-- Task requirements --
In the data below, find each line that contains the word "LogStore" and copy it.

-- Working data --
//! # Durable Chunk Store
//!
//! Chunk records keyed by a composite [`StoreKey`], ordered bucket-first so a
//! cold start can page through the key space one bucket range at a time.
//!
//! ## Buckets
//!
//! ```text
//!   label = ALPHABET[(x/side + y/side) rem 36]
//!   ALPHABET = a b c ... z 0 1 ... 9
//! ```
//!
//! Neighbouring chunks of the same side land in neighbouring buckets, so a
//! page of buckets is a set of diagonal stripes across the map.
//!
//! ## Writes
//!
//! The cache never touches a store directly after startup. It enqueues
//! [`StoreTransaction`]s into the [`crate::WriteBehind`] flusher, which hands
//! them to [`ChunkStore::apply`] in order.

pub mod chunk_log;
pub mod memory;
pub mod record;

use std::collections::BTreeMap;
use std::ops::RangeInclusive;
use std::sync::Arc;

use deepfield_shared::{Chunk, Coordinate, Footprint};
use parking_lot::Mutex;

use crate::error::StoreResult;

pub use self::chunk_log::{LogStore, ReplayReport};
pub use self::memory::MemoryStore;

/// Bucket alphabet.
pub const ALPHABET: &[u8; 36] = b"abcdefghijklmnopqrstuvwxyz0123456789";

/// One-character partition label of the key space.
#[derive(Clone, Copy, Debug, PartialEq, Eq, PartialOrd, Ord, Hash)]
pub struct Bucket(u8);

impl Bucket {
    /// First bucket (`a`).
    pub const FIRST: Self = Self(0);
    /// Last bucket (`9`).
    #[allow(clippy::cast_possible_truncation)]
    pub const LAST: Self = Self(ALPHABET.len() as u8 - 1);
    /// Number of buckets.
    pub const COUNT: usize = ALPHABET.len();

    /// Bucket at `index`, if in range.
    #[must_use]
    pub fn from_index(index: usize) -> Option<Self> {
        u8::try_from(index)
            .ok()
            .filter(|&i| usize::from(i) < Self::COUNT)
            .map(Self)
    }

    /// Bucket labelled `label`.
    #[must_use]
    pub fn from_label(label: char) -> Option<Self> {
        ALPHABET
            .iter()
            .position(|&c| char::from(c) == label)
            .and_then(Self::from_index)
    }

    /// Bucket of an aligned footprint.
    #[must_use]
    pub fn of(footprint: &Footprint) -> Self {
        let side = i64::from(footprint.side_length.max(1));
        let sum = i64::from(footprint.bottom_left.x).div_euclid(side)
            + i64::from(footprint.bottom_left.y).div_euclid(side);
        #[allow(clippy::cast_possible_truncation, clippy::cast_sign_loss)]
        let index = sum.rem_euclid(Self::COUNT as i64) as u8;
        Self(index)
    }

    /// Position in the alphabet.
    #[inline]
    #[must_use]
    pub const fn index(self) -> usize {
        self.0 as usize
    }

    /// Display label.
    #[must_use]
    pub fn label(self) -> char {
        char::from(ALPHABET[self.index()])
    }

    /// Splits the alphabet into consecutive ranges of at most `per_page`
    /// buckets. A page size of zero is treated as one.
    pub fn pages(per_page: usize) -> impl Iterator<Item = RangeInclusive<Bucket>> {
        let per_page = per_page.max(1);
        (0..Self::COUNT).step_by(per_page).filter_map(move |start| {
            let end = (start + per_page - 1).min(Self::COUNT - 1);
            Some(Self::from_index(start)?..=Self::from_index(end)?)
        })
    }
}

/// Composite primary key of a persisted chunk.
///
/// Field order is the sort order: bucket, then side, then x, then y.
#[derive(Clone, Copy, Debug, PartialEq, Eq, PartialOrd, Ord, Hash)]
pub struct StoreKey {
    /// Partition label.
    pub bucket: Bucket,
    /// Side length.
    pub side: u32,
    /// Bottom-left x.
    pub x: i32,
    /// Bottom-left y.
    pub y: i32,
}

impl StoreKey {
    /// Key of `footprint`.
    #[must_use]
    pub fn of(footprint: &Footprint) -> Self {
        Self {
            bucket: Bucket::of(footprint),
            side: footprint.side_length,
            x: footprint.bottom_left.x,
            y: footprint.bottom_left.y,
        }
    }

    /// Footprint this key names.
    #[must_use]
    pub const fn footprint(&self) -> Footprint {
        Footprint::new(Coordinate::new(self.x, self.y), self.side)
    }

    /// Smallest and largest possible keys within `buckets`.
    #[must_use]
    pub fn span(buckets: &RangeInclusive<Bucket>) -> RangeInclusive<StoreKey> {
        let low = Self {
            bucket: *buckets.start(),
            side: 0,
            x: i32::MIN,
            y: i32::MIN,
        };
        let high = Self {
            bucket: *buckets.end(),
            side: u32::MAX,
            x: i32::MAX,
            y: i32::MAX,
        };
        low..=high
    }
}

/// A chunk as read back from storage.
#[derive(Clone, Debug, PartialEq, Eq)]
pub struct PersistedChunk {
    /// Record key.
    pub key: StoreKey,
    /// Record value.
    pub chunk: Chunk,
}

/// One atomic unit of store mutation: net puts and deletes.
///
/// A key never appears in both lists.
#[derive(Clone, Debug, Default, PartialEq, Eq)]
pub struct StoreTransaction {
    /// Chunks to write (insert or overwrite).
    pub puts: Vec<Chunk>,
    /// Keys to remove.
    pub deletes: Vec<StoreKey>,
}

impl StoreTransaction {
    /// True when the transaction changes nothing.
    #[must_use]
    pub fn is_empty(&self) -> bool {
        self.puts.is_empty() && self.deletes.is_empty()
    }
}

/// A durable home for chunk records.
pub trait ChunkStore: Send {
    /// Every record whose bucket lies in `buckets`, in key order.
    ///
    /// # Errors
    ///
    /// Returns a [`crate::StoreError`] if the backend cannot be read.
    fn bulk_load(&self, buckets: RangeInclusive<Bucket>) -> StoreResult<Vec<PersistedChunk>>;

    /// Applies `batch` in order. Each transaction is atomic; on error no
    /// transaction of the batch may be partially visible, and applying the
    /// same batch again must be safe.
    ///
    /// # Errors
    ///
    /// Returns a [`crate::StoreError`] if the batch was not persisted.
    fn apply(&mut self, batch: &[StoreTransaction]) -> StoreResult<()>;

    /// Number of records held.
    fn len(&self) -> usize;

    /// True when no records are held.
    fn is_empty(&self) -> bool {
        self.len() == 0
    }
}

/// Store handle shared by the cache (cold start) and the flusher (writes).
pub type SharedStore = Arc<Mutex<dyn ChunkStore>>;

/// Wraps a store for sharing.
pub fn shared<S: ChunkStore + 'static>(store: S) -> SharedStore {
    Arc::new(Mutex::new(store))
}

/// Ordered record map used by the in-process stores.
pub(crate) type RecordIndex = BTreeMap<StoreKey, Chunk>;

pub(crate) fn load_range(index: &RecordIndex, buckets: &RangeInclusive<Bucket>) -> Vec<PersistedChunk> {
    index
        .range(StoreKey::span(buckets))
        .map(|(key, chunk)| PersistedChunk {
            key: *key,
            chunk: chunk.clone(),
        })
        .collect()
}

pub(crate) fn apply_to(index: &mut RecordIndex, transaction: &StoreTransaction) {
    for key in &transaction.deletes {
        index.remove(key);
    }
    for chunk in &transaction.puts {
        index.insert(StoreKey::of(&chunk.footprint), chunk.clone());
    }
}
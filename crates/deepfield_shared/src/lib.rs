//! # DEEPFIELD Shared
//!
//! The data model of the explored map, used by the oracle, the cache and the
//! miner alike.
//!
//! ## Vocabulary
//!
//! - [`Coordinate`]: one cell of the unbounded 2D grid
//! - [`Footprint`]: an aligned square of cells, the geometric identity of a chunk
//! - [`Location`]: a discovered planet (coordinate + 256-bit id + perlin value)
//! - [`Chunk`]: a footprint plus every planet found inside it
//! - [`WorldConfig`]: the immutable rules of the world (rarity, chunk ladder, radius)
//!
//! ## CRITICAL RULE
//!
//! This crate must stay free of threads and IO. The miner and the cache both
//! depend on it; nothing here may depend on them.

#![deny(missing_docs)]
#![deny(unsafe_code)]

pub mod chunk;
pub mod config;
pub mod geometry;

pub use chunk::{Chunk, Location, LocationId};
pub use config::{ConfigError, HashMode, PerlinConfig, PlanetRarity, WorldConfig};
pub use geometry::{ChunkGeometry, Coordinate, Footprint, FootprintError};
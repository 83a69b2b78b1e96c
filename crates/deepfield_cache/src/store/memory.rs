//! In-process store. Nothing survives the process; used for tests, dev worlds
//! and as the reference behaviour of [`ChunkStore`].

use std::ops::RangeInclusive;

use deepfield_shared::Chunk;

use super::{apply_to, load_range, Bucket, ChunkStore, PersistedChunk, RecordIndex, StoreKey, StoreTransaction};
use crate::error::StoreResult;

/// A [`ChunkStore`] backed by a `BTreeMap`.
#[derive(Debug, Default)]
pub struct MemoryStore {
    records: RecordIndex,
    transactions_applied: u64,
}

impl MemoryStore {
    /// Creates an empty store.
    #[must_use]
    pub fn new() -> Self {
        Self::default()
    }

    /// Record stored under `key`.
    #[must_use]
    pub fn get(&self, key: &StoreKey) -> Option<&Chunk> {
        self.records.get(key)
    }

    /// Every record, in key order.
    pub fn records(&self) -> impl Iterator<Item = (&StoreKey, &Chunk)> {
        self.records.iter()
    }

    /// Transactions applied since creation.
    #[must_use]
    pub const fn transactions_applied(&self) -> u64 {
        self.transactions_applied
    }
}

impl ChunkStore for MemoryStore {
    fn bulk_load(&self, buckets: RangeInclusive<Bucket>) -> StoreResult<Vec<PersistedChunk>> {
        Ok(load_range(&self.records, &buckets))
    }

    fn apply(&mut self, batch: &[StoreTransaction]) -> StoreResult<()> {
        for transaction in batch {
            apply_to(&mut self.records, transaction);
            self.transactions_applied += 1;
        }
        Ok(())
    }

    fn len(&self) -> usize {
        self.records.len()
    }
}
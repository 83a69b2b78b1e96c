//! Cooperative search for the next chunk to mine.
//!
//! Seeking walks the pattern from a starting candidate until it finds a
//! footprint that is in bounds and not yet mined. Most of the walk is over
//! already-mined territory after a restart, so the search runs in batches and
//! hands control back to the coordinator between them; a stop request lands
//! within one batch.

use deepfield_shared::Footprint;

use crate::events::JobId;
use crate::pattern::MiningPattern;

/// Candidates tested per [`TargetSeeker::step`] by default.
pub const DEFAULT_SEEK_BATCH: usize = 1024;

/// Candidates tested before a seek gives up by default.
pub const DEFAULT_MAX_SEEK_CANDIDATES: u64 = 1_000_000;

/// Result of one seek batch.
#[derive(Clone, Copy, Debug, PartialEq, Eq)]
pub enum SeekStep {
    /// A target was found.
    Found(Footprint),
    /// The batch ran out; call again.
    Pending,
    /// The candidate budget is spent.
    Exhausted,
}

/// Resumable walk over one pattern for one job.
#[derive(Clone, Debug)]
pub struct TargetSeeker {
    job: JobId,
    candidate: Footprint,
    tested: u64,
    batch: usize,
    budget: u64,
}

impl TargetSeeker {
    /// Starts a seek at `from` (tested first).
    #[must_use]
    pub fn new(job: JobId, from: Footprint, batch: usize, budget: u64) -> Self {
        Self {
            job,
            candidate: from,
            tested: 0,
            batch: batch.max(1),
            budget,
        }
    }

    /// Job this seek belongs to.
    #[must_use]
    pub const fn job(&self) -> JobId {
        self.job
    }

    /// Candidates tested so far.
    #[must_use]
    pub const fn tested(&self) -> u64 {
        self.tested
    }

    /// Tests up to one batch of candidates with `is_target`.
    pub fn step(
        &mut self,
        pattern: &dyn MiningPattern,
        mut is_target: impl FnMut(&Footprint) -> bool,
    ) -> SeekStep {
        for _ in 0..self.batch {
            if self.tested >= self.budget {
                return SeekStep::Exhausted;
            }
            let candidate = self.candidate;
            self.tested += 1;
            if is_target(&candidate) {
                return SeekStep::Found(candidate);
            }
            self.candidate = pattern.next(&candidate);
        }
        SeekStep::Pending
    }
}

#[cfg(test)]
mod tests {
    use super::*;
    use crate::pattern::SweepPattern;
    use deepfield_shared::Coordinate;

    fn line() -> SweepPattern {
        // One column: straight up from the origin.
        SweepPattern::new(Coordinate::new(0, 0), 1, 16)
    }

    #[test]
    fn test_start_candidate_is_tested_first() {
        let pattern = line();
        let mut seeker = TargetSeeker::new(1, pattern.start(), 8, 100);
        assert_eq!(seeker.step(&pattern, |_| true), SeekStep::Found(pattern.start()));
        assert_eq!(seeker.tested(), 1);
    }

    #[test]
    fn test_skips_until_target() {
        let pattern = line();
        let mut seeker = TargetSeeker::new(1, pattern.start(), 8, 100);
        let step = seeker.step(&pattern, |f| f.bottom_left.y >= 48);
        assert_eq!(step, SeekStep::Found(Footprint::new(Coordinate::new(0, 48), 16)));
    }

    #[test]
    fn test_yields_between_batches() {
        let pattern = line();
        let mut seeker = TargetSeeker::new(4, pattern.start(), 10, 100);
        let target = |f: &Footprint| f.bottom_left.y == 16 * 25;

        assert_eq!(seeker.step(&pattern, target), SeekStep::Pending);
        assert_eq!(seeker.tested(), 10);
        assert_eq!(seeker.step(&pattern, target), SeekStep::Pending);
        assert!(matches!(seeker.step(&pattern, target), SeekStep::Found(_)));
        assert_eq!(seeker.tested(), 26);
        assert_eq!(seeker.job(), 4);
    }

    #[test]
    fn test_budget_exhausts() {
        let pattern = line();
        let mut seeker = TargetSeeker::new(1, pattern.start(), 1000, 50);
        assert_eq!(seeker.step(&pattern, |_| false), SeekStep::Exhausted);
        assert_eq!(seeker.tested(), 50);
        assert_eq!(seeker.step(&pattern, |_| true), SeekStep::Exhausted);
    }
}
//! # DEEPFIELD Cache
//!
//! Everything the client knows about the map, in memory and on disk.
//!
//! ## Core Components
//!
//! - [`SpatialChunkCache`]: the merged index of explored footprints
//! - [`ChunkStore`]: durable record storage ([`MemoryStore`], [`LogStore`])
//! - [`WriteBehind`]: background flusher with load-adaptive intervals
//!
//! ## Example
//!
//! ```rust,ignore
//! use deepfield_cache::{shared, FlushConfig, LogStore, SpatialChunkCache};
//! use deepfield_shared::ChunkGeometry;
//!
//! let store = shared(LogStore::open("map.dfcs")?);
//! let mut cache = SpatialChunkCache::open(ChunkGeometry::default(), store, FlushConfig::default())?;
//! assert!(!cache.has_mined(&footprint));
//! cache.submit(chunk)?;
//! ```

#![deny(missing_docs)]
#![deny(unsafe_code)]

pub mod cache;
pub mod error;
pub mod export;
pub mod flusher;
pub mod store;

pub use cache::{SpatialChunkCache, SubmitOutcome};
pub use error::{CacheError, CacheResult, StoreError, StoreResult};
pub use export::ImportReport;
pub use flusher::{FlushConfig, FlushStats, FlushThrottle, WriteBehind};
pub use store::{
    shared, Bucket, ChunkStore, LogStore, MemoryStore, PersistedChunk, ReplayReport, SharedStore,
    StoreKey, StoreTransaction,
};
//! Join point for the lane reports of one chunk.
//!
//! A chunk is complete only when every lane has reported exactly once. The
//! barrier tracks which lanes have answered in a bitmap, so a duplicate or
//! foreign report is caught instead of silently completing the chunk early.

use std::time::{Duration, Instant};

use deepfield_shared::{Chunk, Footprint, Location};
use thiserror::Error;

use crate::events::JobId;
use crate::lane::LaneReport;

/// A report that does not belong in this barrier.
#[derive(Error, Debug, Clone, PartialEq, Eq)]
pub enum BarrierError {
    /// The report is for another chunk.
    #[error("report for {got:?} while mining {expected:?}")]
    WrongFootprint {
        /// Chunk being joined.
        expected: Footprint,
        /// Chunk named by the report.
        got: Footprint,
    },

    /// The lane index is outside the split.
    #[error("lane {lane} out of range for {lanes} lanes")]
    LaneOutOfRange {
        /// Reported lane.
        lane: usize,
        /// Lanes in the split.
        lanes: usize,
    },

    /// The lane already reported.
    #[error("lane {0} reported twice")]
    DuplicateLane(usize),

    /// A location lies outside the chunk.
    #[error("lane {lane} reported a location outside the chunk")]
    StrayLocation {
        /// Offending lane.
        lane: usize,
    },
}

/// Collects lane reports for one chunk.
#[derive(Debug)]
pub struct ChunkBarrier {
    job: JobId,
    footprint: Footprint,
    lanes: usize,
    seen: Vec<u64>,
    reported: usize,
    locations: Vec<Location>,
    hashes: u64,
    started: Instant,
}

impl ChunkBarrier {
    /// Opens a barrier for `footprint` split across `lanes` lanes.
    #[must_use]
    pub fn new(job: JobId, footprint: Footprint, lanes: usize) -> Self {
        Self {
            job,
            footprint,
            lanes,
            seen: vec![0; lanes.div_ceil(64)],
            reported: 0,
            locations: Vec::new(),
            hashes: 0,
            started: Instant::now(),
        }
    }

    /// Job the chunk belongs to.
    #[must_use]
    pub const fn job(&self) -> JobId {
        self.job
    }

    /// Chunk being joined.
    #[must_use]
    pub const fn footprint(&self) -> Footprint {
        self.footprint
    }

    /// Cells evaluated so far.
    #[must_use]
    pub const fn hashes(&self) -> u64 {
        self.hashes
    }

    /// Time since the barrier opened.
    #[must_use]
    pub fn elapsed(&self) -> Duration {
        self.started.elapsed()
    }

    /// `true` once every lane has reported.
    #[must_use]
    pub const fn is_complete(&self) -> bool {
        self.reported == self.lanes
    }

    /// Folds a report in. Returns `true` if the chunk is now complete.
    ///
    /// A rejected report leaves the barrier unchanged.
    ///
    /// # Errors
    ///
    /// Returns a [`BarrierError`] if the report does not fit.
    pub fn accept(&mut self, report: LaneReport) -> Result<bool, BarrierError> {
        if report.footprint != self.footprint {
            return Err(BarrierError::WrongFootprint {
                expected: self.footprint,
                got: report.footprint,
            });
        }
        if report.lane >= self.lanes {
            return Err(BarrierError::LaneOutOfRange {
                lane: report.lane,
                lanes: self.lanes,
            });
        }
        let (word, bit) = (report.lane / 64, 1u64 << (report.lane % 64));
        if self.seen[word] & bit != 0 {
            return Err(BarrierError::DuplicateLane(report.lane));
        }
        if report
            .locations
            .iter()
            .any(|l| !self.footprint.contains_coordinate(l.coords))
        {
            return Err(BarrierError::StrayLocation { lane: report.lane });
        }

        self.seen[word] |= bit;
        self.reported += 1;
        self.hashes += report.hashes;
        self.locations.extend(report.locations);
        Ok(self.is_complete())
    }

    /// The joined chunk, locations sorted.
    #[must_use]
    pub fn into_chunk(self) -> Chunk {
        Chunk::new(self.footprint, self.locations)
    }
}

#[cfg(test)]
mod tests {
    use super::*;
    use deepfield_shared::{Coordinate, LocationId};

    fn footprint() -> Footprint {
        Footprint::new(Coordinate::new(0, 0), 16)
    }

    fn report(lane: usize, planets: &[(i32, i32)]) -> LaneReport {
        LaneReport {
            job: 1,
            footprint: footprint(),
            lane,
            locations: planets
                .iter()
                .map(|&(x, y)| Location {
                    coords: Coordinate::new(x, y),
                    id: LocationId::from_bytes([1; 32]),
                    perlin: 0,
                })
                .collect(),
            hashes: 128,
        }
    }

    #[test]
    fn test_completes_after_every_lane() {
        let mut barrier = ChunkBarrier::new(1, footprint(), 2);
        assert_eq!(barrier.accept(report(1, &[(9, 9)])), Ok(false));
        assert!(!barrier.is_complete());
        assert_eq!(barrier.accept(report(0, &[(2, 3)])), Ok(true));
        assert_eq!(barrier.hashes(), 256);

        let chunk = barrier.into_chunk();
        let coords: Vec<_> = chunk.locations.iter().map(|l| (l.coords.x, l.coords.y)).collect();
        assert_eq!(coords, vec![(2, 3), (9, 9)]);
    }

    #[test]
    fn test_duplicate_lane_rejected() {
        let mut barrier = ChunkBarrier::new(1, footprint(), 3);
        barrier.accept(report(2, &[])).unwrap();
        assert_eq!(barrier.accept(report(2, &[])), Err(BarrierError::DuplicateLane(2)));
        assert!(!barrier.is_complete());
    }

    #[test]
    fn test_foreign_reports_rejected() {
        let mut barrier = ChunkBarrier::new(1, footprint(), 2);
        assert_eq!(
            barrier.accept(report(5, &[])),
            Err(BarrierError::LaneOutOfRange { lane: 5, lanes: 2 })
        );

        let mut elsewhere = report(0, &[]);
        elsewhere.footprint = Footprint::new(Coordinate::new(16, 0), 16);
        assert!(matches!(
            barrier.accept(elsewhere),
            Err(BarrierError::WrongFootprint { .. })
        ));

        assert_eq!(
            barrier.accept(report(0, &[(40, 1)])),
            Err(BarrierError::StrayLocation { lane: 0 })
        );
        // Nothing above counted.
        assert_eq!(barrier.accept(report(0, &[])), Ok(false));
    }

    #[test]
    fn test_many_lanes_use_several_words() {
        let mut barrier = ChunkBarrier::new(1, footprint(), 130);
        for lane in 0..129 {
            assert_eq!(barrier.accept(report(lane, &[])), Ok(false));
        }
        assert_eq!(barrier.accept(report(64, &[])), Err(BarrierError::DuplicateLane(64)));
        assert_eq!(barrier.accept(report(129, &[])), Ok(true));
    }
}
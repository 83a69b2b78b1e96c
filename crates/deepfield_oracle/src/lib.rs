//! # DEEPFIELD Oracle
//!
//! The procedural world function: given a coordinate, is there a planet, and
//! if so what is its id and perlin value.
//!
//! ## Design Principles
//!
//! 1. **Pure**: the oracle holds only immutable world parameters
//! 2. **Shared**: the scheduler's checks and the mining lanes call the same code
//! 3. **Shardable**: [`Oracle::mine_shard`] splits a footprint by row-major
//!    index modulo the lane count, so lanes never overlap and never miss a cell
//!
//! ## Example
//!
//! ```rust,ignore
//! use deepfield_oracle::Oracle;
//! use deepfield_shared::{Coordinate, Footprint, WorldConfig};
//!
//! let oracle = Oracle::new(&WorldConfig::default());
//! let footprint = Footprint::new(Coordinate::new(0, 0), 16);
//! let planets = oracle.mine_footprint(&footprint);
//! ```

#![deny(missing_docs)]
#![deny(unsafe_code)]

pub mod hash;
pub mod noise;
pub mod oracle;
pub mod rarity;

pub use hash::LocationHasher;
pub use noise::{NoiseSeed, PerlinField, SimplexNoise, PERLIN_LEVELS};
pub use oracle::Oracle;
pub use rarity::{is_planet, PlanetThreshold, UPPER_BOUND};
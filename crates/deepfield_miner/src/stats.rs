//! Miner counters.

use std::collections::VecDeque;
use std::time::Duration;

use crate::events::{JobId, MinerStatus};

/// Completed chunks the rolling hash rate is averaged over.
pub const HASH_RATE_WINDOW: usize = 32;

/// Point-in-time snapshot of miner progress.
#[derive(Clone, Debug, Default, PartialEq)]
pub struct MinerStats {
    /// Current job id.
    pub job: JobId,
    /// Current status.
    pub status: MinerStatus,
    /// Chunks joined and submitted (duplicates included).
    pub chunks_completed: u64,
    /// Completed chunks the cache already covered.
    pub duplicates: u64,
    /// Chunks abandoned after a bad report or a cache rejection.
    pub chunks_dropped: u64,
    /// Lane reports discarded as stale.
    pub stale_reports: u64,
    /// Cells evaluated over the miner's lifetime.
    pub hashes: u64,
    /// Hashes per second over the last [`HASH_RATE_WINDOW`] chunks.
    pub hash_rate: f64,
}

/// Owns [`MinerStats`] and the samples behind the rolling rate.
#[derive(Debug, Default)]
pub(crate) struct StatsRecorder {
    stats: MinerStats,
    window: VecDeque<(u64, Duration)>,
}

impl StatsRecorder {
    pub(crate) fn snapshot(&self) -> MinerStats {
        self.stats.clone()
    }

    pub(crate) fn set_job(&mut self, job: JobId, status: MinerStatus) {
        self.stats.job = job;
        self.stats.status = status;
    }

    pub(crate) fn record_chunk(&mut self, hashes: u64, elapsed: Duration, duplicate: bool) {
        self.stats.chunks_completed += 1;
        self.stats.hashes += hashes;
        if duplicate {
            self.stats.duplicates += 1;
        }

        if self.window.len() == HASH_RATE_WINDOW {
            self.window.pop_front();
        }
        self.window.push_back((hashes, elapsed));
        let (total, time) = self
            .window
            .iter()
            .fold((0u64, Duration::ZERO), |(h, t), &(dh, dt)| (h + dh, t + dt));
        let secs = time.as_secs_f64();
        #[allow(clippy::cast_precision_loss)]
        let rate = if secs > 0.0 { total as f64 / secs } else { 0.0 };
        self.stats.hash_rate = rate;
    }

    pub(crate) fn record_drop(&mut self) {
        self.stats.chunks_dropped += 1;
    }

    pub(crate) fn record_stale(&mut self) {
        self.stats.stale_reports += 1;
    }
}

-- Written answer --
pub use self::chunk_log::{LogStore, ReplayReport};
//! - [`ChunkStore`]: durable record storage ([`MemoryStore`], [`LogStore`])
//! use deepfield_cache::{shared, FlushConfig, LogStore, SpatialChunkCache};
//! let store = shared(LogStore::open("map.dfcs")?);
    shared, Bucket, ChunkStore, LogStore, MemoryStore, PersistedChunk, ReplayReport, SharedStore,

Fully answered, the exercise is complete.